Exactly as written, copy the lines that run from the start of the data below to the line containing "pub enum Query", both ends included.

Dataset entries
-=-=-=-=-
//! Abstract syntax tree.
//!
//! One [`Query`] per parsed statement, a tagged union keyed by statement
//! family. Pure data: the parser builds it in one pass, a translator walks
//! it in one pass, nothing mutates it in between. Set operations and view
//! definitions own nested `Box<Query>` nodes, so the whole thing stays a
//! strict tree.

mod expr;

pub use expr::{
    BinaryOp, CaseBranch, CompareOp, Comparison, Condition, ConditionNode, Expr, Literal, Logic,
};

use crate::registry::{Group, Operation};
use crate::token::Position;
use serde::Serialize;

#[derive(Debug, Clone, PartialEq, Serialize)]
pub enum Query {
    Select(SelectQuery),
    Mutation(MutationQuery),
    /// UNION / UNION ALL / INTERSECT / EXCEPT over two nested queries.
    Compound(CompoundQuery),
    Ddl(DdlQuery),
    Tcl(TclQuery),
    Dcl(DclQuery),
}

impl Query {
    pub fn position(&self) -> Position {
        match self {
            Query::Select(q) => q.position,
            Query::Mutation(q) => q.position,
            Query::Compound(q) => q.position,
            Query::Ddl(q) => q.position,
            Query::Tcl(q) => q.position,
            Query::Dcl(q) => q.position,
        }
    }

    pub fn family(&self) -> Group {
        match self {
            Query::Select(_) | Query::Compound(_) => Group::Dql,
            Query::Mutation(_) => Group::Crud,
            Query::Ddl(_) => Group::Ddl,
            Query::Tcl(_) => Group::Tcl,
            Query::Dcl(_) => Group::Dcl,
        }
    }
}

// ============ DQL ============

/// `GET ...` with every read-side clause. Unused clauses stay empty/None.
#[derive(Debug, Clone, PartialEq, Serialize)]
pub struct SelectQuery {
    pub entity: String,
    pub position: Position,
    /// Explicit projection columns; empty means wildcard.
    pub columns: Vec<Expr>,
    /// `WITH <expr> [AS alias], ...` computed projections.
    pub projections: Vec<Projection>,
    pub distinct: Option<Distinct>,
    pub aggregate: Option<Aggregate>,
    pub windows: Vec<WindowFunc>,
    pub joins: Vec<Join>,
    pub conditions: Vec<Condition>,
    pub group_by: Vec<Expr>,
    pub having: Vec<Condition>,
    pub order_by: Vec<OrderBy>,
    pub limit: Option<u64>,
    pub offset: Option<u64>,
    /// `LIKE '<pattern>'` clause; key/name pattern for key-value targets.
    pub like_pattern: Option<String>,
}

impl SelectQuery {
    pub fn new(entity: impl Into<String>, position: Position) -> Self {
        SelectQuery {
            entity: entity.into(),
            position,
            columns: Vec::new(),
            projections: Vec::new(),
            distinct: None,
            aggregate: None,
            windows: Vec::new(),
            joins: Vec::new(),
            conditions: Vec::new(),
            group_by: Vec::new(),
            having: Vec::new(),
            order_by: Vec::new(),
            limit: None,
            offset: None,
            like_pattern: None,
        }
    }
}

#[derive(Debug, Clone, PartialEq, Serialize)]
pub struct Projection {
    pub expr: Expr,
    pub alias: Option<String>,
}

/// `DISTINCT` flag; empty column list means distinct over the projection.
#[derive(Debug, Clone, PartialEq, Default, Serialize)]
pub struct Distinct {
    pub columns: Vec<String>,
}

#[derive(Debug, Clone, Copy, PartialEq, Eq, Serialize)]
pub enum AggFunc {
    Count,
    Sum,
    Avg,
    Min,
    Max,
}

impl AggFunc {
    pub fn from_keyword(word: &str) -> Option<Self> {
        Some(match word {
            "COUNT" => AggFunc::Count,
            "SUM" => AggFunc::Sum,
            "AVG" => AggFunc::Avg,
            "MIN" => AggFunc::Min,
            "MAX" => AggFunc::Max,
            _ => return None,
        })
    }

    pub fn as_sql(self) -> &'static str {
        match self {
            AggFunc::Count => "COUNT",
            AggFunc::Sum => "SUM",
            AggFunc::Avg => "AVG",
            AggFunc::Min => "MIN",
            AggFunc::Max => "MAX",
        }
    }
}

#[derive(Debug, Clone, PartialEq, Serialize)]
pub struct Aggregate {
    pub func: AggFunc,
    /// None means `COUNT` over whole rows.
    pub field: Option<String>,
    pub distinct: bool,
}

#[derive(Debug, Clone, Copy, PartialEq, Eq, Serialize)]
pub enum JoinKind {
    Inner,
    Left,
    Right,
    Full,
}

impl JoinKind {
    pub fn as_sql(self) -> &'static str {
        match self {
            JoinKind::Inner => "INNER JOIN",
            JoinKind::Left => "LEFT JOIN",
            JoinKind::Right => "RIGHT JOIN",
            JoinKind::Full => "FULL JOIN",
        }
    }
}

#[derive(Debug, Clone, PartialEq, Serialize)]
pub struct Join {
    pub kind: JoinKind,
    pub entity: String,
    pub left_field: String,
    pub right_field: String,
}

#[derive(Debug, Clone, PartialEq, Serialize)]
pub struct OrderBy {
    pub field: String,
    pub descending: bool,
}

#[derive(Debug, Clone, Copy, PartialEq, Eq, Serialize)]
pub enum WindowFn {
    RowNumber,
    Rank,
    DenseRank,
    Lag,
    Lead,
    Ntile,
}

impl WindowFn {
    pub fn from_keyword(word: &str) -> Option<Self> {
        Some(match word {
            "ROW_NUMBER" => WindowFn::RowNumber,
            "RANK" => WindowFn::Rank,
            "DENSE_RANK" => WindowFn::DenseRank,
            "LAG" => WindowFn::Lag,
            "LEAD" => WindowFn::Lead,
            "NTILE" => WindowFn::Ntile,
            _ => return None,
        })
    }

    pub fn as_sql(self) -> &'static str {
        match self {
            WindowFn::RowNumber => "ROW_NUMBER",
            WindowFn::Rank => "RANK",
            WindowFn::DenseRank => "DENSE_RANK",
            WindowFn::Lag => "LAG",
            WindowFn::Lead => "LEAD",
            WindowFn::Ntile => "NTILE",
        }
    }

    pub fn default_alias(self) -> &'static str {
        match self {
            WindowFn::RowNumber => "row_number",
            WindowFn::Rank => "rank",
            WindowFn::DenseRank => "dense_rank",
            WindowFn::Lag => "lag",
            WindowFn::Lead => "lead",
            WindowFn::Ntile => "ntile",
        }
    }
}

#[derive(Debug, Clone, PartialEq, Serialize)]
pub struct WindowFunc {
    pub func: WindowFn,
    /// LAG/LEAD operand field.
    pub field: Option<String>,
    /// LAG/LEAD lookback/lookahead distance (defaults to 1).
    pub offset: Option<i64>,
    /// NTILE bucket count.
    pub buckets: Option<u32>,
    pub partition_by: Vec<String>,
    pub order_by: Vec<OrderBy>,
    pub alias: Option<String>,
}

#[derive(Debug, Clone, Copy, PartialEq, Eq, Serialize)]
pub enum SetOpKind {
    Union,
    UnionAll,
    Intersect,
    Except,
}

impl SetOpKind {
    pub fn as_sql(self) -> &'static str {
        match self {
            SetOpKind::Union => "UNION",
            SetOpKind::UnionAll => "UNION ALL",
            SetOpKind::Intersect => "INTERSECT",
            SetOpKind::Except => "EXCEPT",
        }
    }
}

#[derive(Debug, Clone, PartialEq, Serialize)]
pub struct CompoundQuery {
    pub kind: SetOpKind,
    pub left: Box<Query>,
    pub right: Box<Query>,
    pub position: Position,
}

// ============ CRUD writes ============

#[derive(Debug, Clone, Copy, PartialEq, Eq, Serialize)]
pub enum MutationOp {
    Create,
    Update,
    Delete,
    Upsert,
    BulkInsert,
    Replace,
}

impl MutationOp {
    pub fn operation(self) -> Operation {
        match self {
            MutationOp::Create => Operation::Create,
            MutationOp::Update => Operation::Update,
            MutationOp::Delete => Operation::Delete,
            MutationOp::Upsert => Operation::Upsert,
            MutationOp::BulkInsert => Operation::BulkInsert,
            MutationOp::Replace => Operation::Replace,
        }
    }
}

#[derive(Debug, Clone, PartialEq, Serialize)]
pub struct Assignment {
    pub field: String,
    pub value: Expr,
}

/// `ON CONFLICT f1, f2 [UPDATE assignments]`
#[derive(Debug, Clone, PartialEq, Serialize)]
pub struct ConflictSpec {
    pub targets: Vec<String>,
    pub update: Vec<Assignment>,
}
-=-=-=-=-
* **RESULT**
//! Abstract syntax tree.
//!
//! One [`Query`] per parsed statement, a tagged union keyed by statement
//! family. Pure data: the parser builds it in one pass, a translator walks
//! it in one pass, nothing mutates it in between. Set operations and view
//! definitions own nested `Box<Query>` nodes, so the whole thing stays a
//! strict tree.

mod expr;

pub use expr::{
    BinaryOp, CaseBranch, CompareOp, Comparison, Condition, ConditionNode, Expr, Literal, Logic,
};

use crate::registry::{Group, Operation};
use crate::token::Position;
use serde::Serialize;

#[derive(Debug, Clone, PartialEq, Serialize)]
pub enum Query {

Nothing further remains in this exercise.